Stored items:
============

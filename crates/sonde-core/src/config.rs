//! Station configuration
//!
//! The configuration is read once at startup and then handed to the scheduler
//! by reference. Durations are written in seconds in the JSON document, e.g.
//!
//! ```json
//! {
//!   "num_of_cycles": 10,
//!   "num_of_measurements": 10,
//!   "sleep_between_cycles": 60,
//!   "sleep_between_temperature": 3,
//!   "sleep_between_distance": 1,
//!   "measurement_filename": "data.json",
//!   "transfer": { "server": { "host": "192.168.1.10", "port": 69 } }
//! }
//! ```

use std::fmt::Display;
use std::path::{Path, PathBuf};
use std::time::Duration;

use serde::{Deserialize, Serialize};
use thiserror::Error;

use crate::report::ReportLevel;

/// Default TFTP server port
pub const DEFAULT_TFTP_PORT: u16 = 69;

#[derive(Error, Debug)]
pub enum ConfigError {
    #[error("{field} must be at least 1")]
    ZeroCount { field: &'static str },
    #[error("measurement filename is empty")]
    EmptyFilename,
    #[error("transfer server host is empty")]
    EmptyHost,
    #[error("failed to read config file {path}: {source}")]
    Read {
        path: String,
        source: std::io::Error,
    },
    #[error("invalid config document: {0}")]
    Parse(#[from] serde_json::Error),
}

/// How the measurement file is treated when a run starts
#[derive(Debug, Clone, Copy, PartialEq, Eq, Default, Serialize, Deserialize)]
#[serde(rename_all = "lowercase")]
pub enum StoreMode {
    /// Ignore any previous file; the first append replaces it.
    Fresh,
    /// Load the previous file and keep appending to it.
    #[default]
    Append,
}

/// Network address of the remote collector
#[derive(Debug, Clone, PartialEq, Eq, Serialize, Deserialize)]
pub struct Endpoint {
    pub host: String,
    pub port: u16,
}

impl Endpoint {
    pub fn new(host: impl Into<String>, port: u16) -> Self {
        Self {
            host: host.into(),
            port,
        }
    }
}

impl Default for Endpoint {
    fn default() -> Self {
        Self::new("127.0.0.1", DEFAULT_TFTP_PORT)
    }
}

impl Display for Endpoint {
    fn fmt(&self, f: &mut std::fmt::Formatter<'_>) -> std::fmt::Result {
        write!(f, "{}:{}", self.host, self.port)
    }
}

/// Settings for the upload transfer
#[derive(Debug, Clone, PartialEq, Serialize, Deserialize)]
#[serde(default)]
pub struct TransferConfig {
    pub server: Endpoint,
    /// How long to wait for each reply from the server
    #[serde(with = "duration_secs")]
    pub timeout: Duration,
    /// Pause after each acknowledged data block, to avoid flooding the server
    #[serde(with = "duration_secs")]
    pub block_pause: Duration,
}

impl Default for TransferConfig {
    fn default() -> Self {
        Self {
            server: Endpoint::default(),
            timeout: Duration::from_secs(5),
            block_pause: Duration::from_millis(500),
        }
    }
}

/// Immutable configuration record for one station run
#[derive(Debug, Clone, PartialEq, Serialize, Deserialize)]
#[serde(default)]
pub struct StationConfig {
    /// Number of measurement cycles before the file is uploaded
    pub num_of_cycles: u32,
    /// Samples taken per sensor in each cycle
    pub num_of_measurements: u32,
    #[serde(with = "duration_secs")]
    pub sleep_between_cycles: Duration,
    #[serde(with = "duration_secs")]
    pub sleep_between_temperature: Duration,
    #[serde(with = "duration_secs")]
    pub sleep_between_distance: Duration,
    pub measurement_filename: PathBuf,
    pub store_mode: StoreMode,
    pub report_level: ReportLevel,
    /// Adjust the speed of sound with the cycle's mean temperature
    pub compensate_speed_of_sound: bool,
    pub transfer: TransferConfig,
}

impl Default for StationConfig {
    fn default() -> Self {
        Self {
            num_of_cycles: 10,
            num_of_measurements: 10,
            sleep_between_cycles: Duration::from_secs(60),
            sleep_between_temperature: Duration::from_secs(3),
            sleep_between_distance: Duration::from_secs(1),
            measurement_filename: PathBuf::from("data.json"),
            store_mode: StoreMode::default(),
            report_level: ReportLevel::Basic,
            compensate_speed_of_sound: false,
            transfer: TransferConfig::default(),
        }
    }
}

impl StationConfig {
    /// Parse and validate a JSON config document. Missing fields take their defaults.
    pub fn from_json(document: &str) -> Result<Self, ConfigError> {
        let config: Self = serde_json::from_str(document)?;
        config.validate()?;
        Ok(config)
    }

    /// Read, parse and validate a JSON config file.
    pub fn load(path: impl AsRef<Path>) -> Result<Self, ConfigError> {
        let path = path.as_ref();
        let document = std::fs::read_to_string(path).map_err(|source| ConfigError::Read {
            path: path.display().to_string(),
            source,
        })?;
        Self::from_json(&document)
    }

    /// Check the invariants the rest of the core relies on.
    ///
    /// Durations are already guaranteed non-negative by their type.
    pub fn validate(&self) -> Result<(), ConfigError> {
        if self.num_of_cycles == 0 {
            return Err(ConfigError::ZeroCount {
                field: "num_of_cycles",
            });
        }
        if self.num_of_measurements == 0 {
            return Err(ConfigError::ZeroCount {
                field: "num_of_measurements",
            });
        }
        if self.measurement_filename.as_os_str().is_empty() {
            return Err(ConfigError::EmptyFilename);
        }
        if self.transfer.server.host.trim().is_empty() {
            return Err(ConfigError::EmptyHost);
        }
        Ok(())
    }
}

/// Serde helper storing a `Duration` as (fractional) seconds.
pub mod duration_secs {
    use std::time::Duration;

    use serde::{Deserialize, Deserializer, Serializer, de::Error};

    pub fn serialize<S: Serializer>(duration: &Duration, serializer: S) -> Result<S::Ok, S::Error> {
        serializer.serialize_f64(duration.as_secs_f64())
    }

    pub fn deserialize<'de, D: Deserializer<'de>>(deserializer: D) -> Result<Duration, D::Error> {
        let secs = f64::deserialize(deserializer)?;
        Duration::try_from_secs_f64(secs).map_err(|_| {
            D::Error::custom(format!("invalid duration {secs}, expected seconds >= 0"))
        })
    }
}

============

▸ **Task goal**: Reproduce the entries exactly, but only from their first line to the line holding "the upload transfer", with that last line kept.

▸ **Exercise answer**:
filename crates/sonde-core/src/config.rs
//! Station configuration
//!
//! The configuration is read once at startup and then handed to the scheduler
//! by reference. Durations are written in seconds in the JSON document, e.g.
//!
//! ```json
//! {
//!   "num_of_cycles": 10,
//!   "num_of_measurements": 10,
//!   "sleep_between_cycles": 60,
//!   "sleep_between_temperature": 3,
//!   "sleep_between_distance": 1,
//!   "measurement_filename": "data.json",
//!   "transfer": { "server": { "host": "192.168.1.10", "port": 69 } }
//! }
//! ```

use std::fmt::Display;
use std::path::{Path, PathBuf};
use std::time::Duration;

use serde::{Deserialize, Serialize};
use thiserror::Error;

use crate::report::ReportLevel;

/// Default TFTP server port
pub const DEFAULT_TFTP_PORT: u16 = 69;

#[derive(Error, Debug)]
pub enum ConfigError {
    #[error("{field} must be at least 1")]
    ZeroCount { field: &'static str },
    #[error("measurement filename is empty")]
    EmptyFilename,
    #[error("transfer server host is empty")]
    EmptyHost,
    #[error("failed to read config file {path}: {source}")]
    Read {
        path: String,
        source: std::io::Error,
    },
    #[error("invalid config document: {0}")]
    Parse(#[from] serde_json::Error),
}

/// How the measurement file is treated when a run starts
#[derive(Debug, Clone, Copy, PartialEq, Eq, Default, Serialize, Deserialize)]
#[serde(rename_all = "lowercase")]
pub enum StoreMode {
    /// Ignore any previous file; the first append replaces it.
    Fresh,
    /// Load the previous file and keep appending to it.
    #[default]
    Append,
}

/// Network address of the remote collector
#[derive(Debug, Clone, PartialEq, Eq, Serialize, Deserialize)]
pub struct Endpoint {
    pub host: String,
    pub port: u16,
}

impl Endpoint {
    pub fn new(host: impl Into<String>, port: u16) -> Self {
        Self {
            host: host.into(),
            port,
        }
    }
}

impl Default for Endpoint {
    fn default() -> Self {
        Self::new("127.0.0.1", DEFAULT_TFTP_PORT)
    }
}

impl Display for Endpoint {
    fn fmt(&self, f: &mut std::fmt::Formatter<'_>) -> std::fmt::Result {
        write!(f, "{}:{}", self.host, self.port)
    }
}

/// Settings for the upload transfer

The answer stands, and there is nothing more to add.